Friday, December 16, 2011

Java Project Layout - Best Practices

Simple Project
  • project-name
    • trunk
      • src...
      • pom.xml
    • branches
      • branch-abc
        • src...
        • pom.xml
    • tags...

 Multi-Module Project
  • project-name 
    • project-name-parent
      • pom.xml - defines all modules that are part of the project
    • module 1 
      • trunk
        • src...
        • pom.xml - points to the parent pom.xml
      • branches
      • tags
    • module 2
      • trunk
        • src...
        • pom.xml - points to the parent pom.xml
      • branches
      • tags
    • module ...
 The key point is that the parent folder doesn't define the parent project, but is just a container for the parent and the children-modules.

Advantages:
  • Nicely groups the modules under one folder.
  • Allows to build the whole project by calling "mvn clean install" from parent's folder.
  • Keeps the SVN (and/or Git) operations simple, unlike the layout where the project-name-parent is the parent folder.
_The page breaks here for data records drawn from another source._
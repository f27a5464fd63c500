//! Primitive mesh generators
//!
//! All primitives are centered on the origin in model space. Placement in
//! the world happens through each object's transform.

use std::f32::consts::PI;

use super::GeometryData;
use crate::gfx::scene::vertex::LineVertex;

/// Axis-aligned cube with the given edge length
pub fn cube(size: f32) -> GeometryData {
    let h = size / 2.0;

    // One quad per face so normals and uvs stay per-face.
    #[rustfmt::skip]
    let faces: [([f32; 3], [[f32; 3]; 4]); 6] = [
        ([0.0, 0.0, 1.0],  [[-h, -h,  h], [ h, -h,  h], [ h,  h,  h], [-h,  h,  h]]),
        ([0.0, 0.0, -1.0], [[ h, -h, -h], [-h, -h, -h], [-h,  h, -h], [ h,  h, -h]]),
        ([1.0, 0.0, 0.0],  [[ h, -h,  h], [ h, -h, -h], [ h,  h, -h], [ h,  h,  h]]),
        ([-1.0, 0.0, 0.0], [[-h, -h, -h], [-h, -h,  h], [-h,  h,  h], [-h,  h, -h]]),
        ([0.0, 1.0, 0.0],  [[-h,  h,  h], [ h,  h,  h], [ h,  h, -h], [-h,  h, -h]]),
        ([0.0, -1.0, 0.0], [[-h, -h, -h], [ h, -h, -h], [ h, -h,  h], [-h, -h,  h]]),
    ];

    let mut data = GeometryData::default();
    for (normal, corners) in faces {
        let base = data.positions.len() as u32;
        for (i, corner) in corners.into_iter().enumerate() {
            data.positions.push(corner);
            data.normals.push(normal);
            data.uvs.push(match i {
                0 => [0.0, 1.0],
                1 => [1.0, 1.0],
                2 => [1.0, 0.0],
                _ => [0.0, 0.0],
            });
        }
        data.indices
            .extend_from_slice(&[base, base + 1, base + 2, base, base + 2, base + 3]);
    }
    data
}

/// Latitude/longitude sphere
pub fn uv_sphere(radius: f32, width_segments: u32, height_segments: u32) -> GeometryData {
    let mut data = GeometryData::default();

    for ring in 0..=height_segments {
        let v = ring as f32 / height_segments as f32;
        let phi = v * PI;
        for segment in 0..=width_segments {
            let u = segment as f32 / width_segments as f32;
            let theta = u * 2.0 * PI;

            let normal = [
                phi.sin() * theta.cos(),
                phi.cos(),
                phi.sin() * theta.sin(),
            ];
            data.positions
                .push([normal[0] * radius, normal[1] * radius, normal[2] * radius]);
            data.normals.push(normal);
            data.uvs.push([u, v]);
        }
    }

    let stride = width_segments + 1;
    for ring in 0..height_segments {
        for segment in 0..width_segments {
            let a = ring * stride + segment;
            let b = a + stride;
            data.indices.extend_from_slice(&[a, a + 1, b]);
            data.indices.extend_from_slice(&[a + 1, b + 1, b]);
        }
    }
    data
}

/// Capped cylinder along the Y axis
pub fn cylinder(radius: f32, height: f32, radial_segments: u32) -> GeometryData {
    let mut data = GeometryData::default();
    let half = height / 2.0;

    // Side wall with radial normals.
    for segment in 0..=radial_segments {
        let u = segment as f32 / radial_segments as f32;
        let theta = u * 2.0 * PI;
        let (sin, cos) = theta.sin_cos();

        data.positions.push([radius * cos, half, radius * sin]);
        data.normals.push([cos, 0.0, sin]);
        data.uvs.push([u, 0.0]);

        data.positions.push([radius * cos, -half, radius * sin]);
        data.normals.push([cos, 0.0, sin]);
        data.uvs.push([u, 1.0]);
    }
    for segment in 0..radial_segments {
        let top = segment * 2;
        let bottom = top + 1;
        data.indices
            .extend_from_slice(&[top, top + 2, bottom, bottom, top + 2, bottom + 2]);
    }

    // Caps, each with its own center vertex and flat normals.
    for &(y, normal) in &[(half, [0.0, 1.0, 0.0]), (-half, [0.0, -1.0, 0.0])] {
        let center = data.positions.len() as u32;
        data.positions.push([0.0, y, 0.0]);
        data.normals.push(normal);
        data.uvs.push([0.5, 0.5]);

        for segment in 0..=radial_segments {
            let theta = segment as f32 / radial_segments as f32 * 2.0 * PI;
            let (sin, cos) = theta.sin_cos();
            data.positions.push([radius * cos, y, radius * sin]);
            data.normals.push(normal);
            data.uvs.push([cos * 0.5 + 0.5, sin * 0.5 + 0.5]);
        }
        for segment in 0..radial_segments {
            let ring = center + 1 + segment;
            if normal[1] > 0.0 {
                data.indices.extend_from_slice(&[center, ring + 1, ring]);
            } else {
                data.indices.extend_from_slice(&[center, ring, ring + 1]);
            }
        }
    }
    data
}

/// Flat rectangle in the XZ plane facing up
pub fn plane(width: f32, depth: f32) -> GeometryData {
    let hw = width / 2.0;
    let hd = depth / 2.0;
    GeometryData {
        positions: vec![[-hw, 0.0, -hd], [-hw, 0.0, hd], [hw, 0.0, hd], [hw, 0.0, -hd]],
        normals: vec![[0.0, 1.0, 0.0]; 4],
        uvs: vec![[0.0, 0.0], [0.0, 1.0], [1.0, 1.0], [1.0, 0.0]],
        indices: vec![0, 1, 2, 0, 2, 3],
    }
}

/// Square reference grid of line segments in the XZ plane
///
/// The two lines crossing the origin use `center_color`, the rest use
/// `line_color`.
pub fn grid(size: f32, divisions: u32, center_color: [f32; 3], line_color: [f32; 3]) -> Vec<LineVertex> {
    let half = size / 2.0;
    let step = size / divisions as f32;
    let mut vertices = Vec::with_capacity(((divisions + 1) * 4) as usize);

    for i in 0..=divisions {
        let offset = -half + i as f32 * step;
        let color = if i * 2 == divisions {
            center_color
        } else {
            line_color
        };

        vertices.push(LineVertex { position: [-half, 0.0, offset], color });
        vertices.push(LineVertex { position: [half, 0.0, offset], color });
        vertices.push(LineVertex { position: [offset, 0.0, -half], color });
        vertices.push(LineVertex { position: [offset, 0.0, half], color });
    }
    vertices
}

#[cfg(test)]
mod tests {
    use super::*;

    fn assert_unit(v: [f32; 3]) {
        let len = (v[0] * v[0] + v[1] * v[1] + v[2] * v[2]).sqrt();
        assert!((len - 1.0).abs() < 1e-4, "normal not unit length: {v:?}");
    }

    #[test]
    fn test_cube_counts_and_bounds() {
        let data = cube(1.0);
        assert_eq!(data.vertex_count(), 24);
        assert_eq!(data.indices.len(), 36);

        let (min, max) = data.bounds();
        assert_eq!(min, [-0.5, -0.5, -0.5]);
        assert_eq!(max, [0.5, 0.5, 0.5]);
    }

    #[test]
    fn test_sphere_normals_are_unit() {
        let data = uv_sphere(0.7, 32, 32);
        assert_eq!(data.vertex_count(), 33 * 33);
        for &normal in &data.normals {
            assert_unit(normal);
        }
    }

    #[test]
    fn test_sphere_indices_in_range() {
        let data = uv_sphere(0.7, 16, 16);
        let count = data.vertex_count() as u32;
        assert!(data.indices.iter().all(|&i| i < count));
    }

    #[test]
    fn test_cylinder_bounds() {
        let data = cylinder(0.5, 1.5, 32);
        let (min, max) = data.bounds();
        assert!((min[1] + 0.75).abs() < 1e-5);
        assert!((max[1] - 0.75).abs() < 1e-5);
        assert!((max[0] - 0.5).abs() < 1e-5);
    }

    #[test]
    fn test_cylinder_indices_in_range() {
        let data = cylinder(0.5, 1.5, 32);
        let count = data.vertex_count() as u32;
        assert!(data.indices.iter().all(|&i| i < count));
    }

    #[test]
    fn test_interleave_preserves_count() {
        let data = cube(2.0);
        assert_eq!(data.to_vertices().len(), data.vertex_count());
    }

    #[test]
    fn test_grid_center_lines_use_center_color() {
        let center = [0.25, 0.25, 0.25];
        let other = [0.5, 0.5, 0.5];
        let vertices = grid(20.0, 20, center, other);
        assert_eq!(vertices.len(), 21 * 4);

        let center_count = vertices.iter().filter(|v| v.color == center).count();
        assert_eq!(center_count, 4);
    }
}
    Thursday, November 17, 2011

    Project Versioning and Release - Best Practice

    • A new project starts usually as version 1.0.0.0-SNAPSHOT. Three number versions (1.0.0) are also used but, for example, ServiceMix OSGi server requires three dots.
    • A new feature/fix is frequently developed on the trunk and committed there when ready for release.
    • Release. It is usually done on the trunk (does it have to be? what if someone commits changes in the middle of a release?). It is all done by maven release plugin, (more datails here). Is done in two steps: mvn release:prepare i mvn release:perform. What maven does during a release:
      • up the version by 1 (often on the last numbered position: 1.0.0.1)
      • build, maven-release and deploy to organization's repository if any
      • tag it in SCM
      • up the version number on the trunk (it will become 1.0.0.1-SNAPSHOT)
    Notes:
    • On the trunk, we have always -SNAPSHOT versions
    • Each release has a tag
    • If the maven release plugin fails, it usually leaves the pom.xml messed up on the trunk.  Make sure to fix the version and scm tags. 
    • Alternatively,  a new feature/bug fix can be developed on a branch.  In this case, the branch needs to be merged to the trunk, when feature/bug fix is ready. I guess, this merge should happen before the release.
    • In multi-module projects,  if you want to give the same new version to all modules, add set the option autoVersionSubmodules to true (in parent pom?  where?). Otherwise, you'll be asked for the new version for each module.

    Wednesday, September 7, 2011

    Maven - My Own Cheat-Sheet

    • How maven finds the parent pom.xml:
      • by groupId/artifactId/version in the repo (local and then internal etc)
      • by parentsRelativePath if the tag is present
      • if both found, in some order, unknown to me.
    • To do a release: use release plugin which, among others:
      • verifies that not SNAPSHOT dependencies are used
      • cuts of the "-SNAPSHOT" and builds the project
      • tags the corresponding version
      • bumps up the version number and commits the version with "-SNAPSHOT" on the Head of the SVN/CVS
    • Dependency scope:
      • compile - makes the dependency available to dependent projects, will be placed to all classpaths (compile, testing, runtime), it's default scope
    • What are possible values for dependency versions:
      • 1.0.7 - is satisfied by 1.0.7 only and once installed in local repository, it never checks again if a newer or different version 1.0.7 is available
      • 1.0.7-SNAPSHOT - is satisfied by 1.0.7-SNAPSHOT only, but every so often it checks if a newer (or different) 1.0.7-SNAPSHOT is available
      • RELEASE - is satisfied by the highest release version available
      • none (tag skipped) - inherits the version from dependency defined in parent's pluginManagement tag.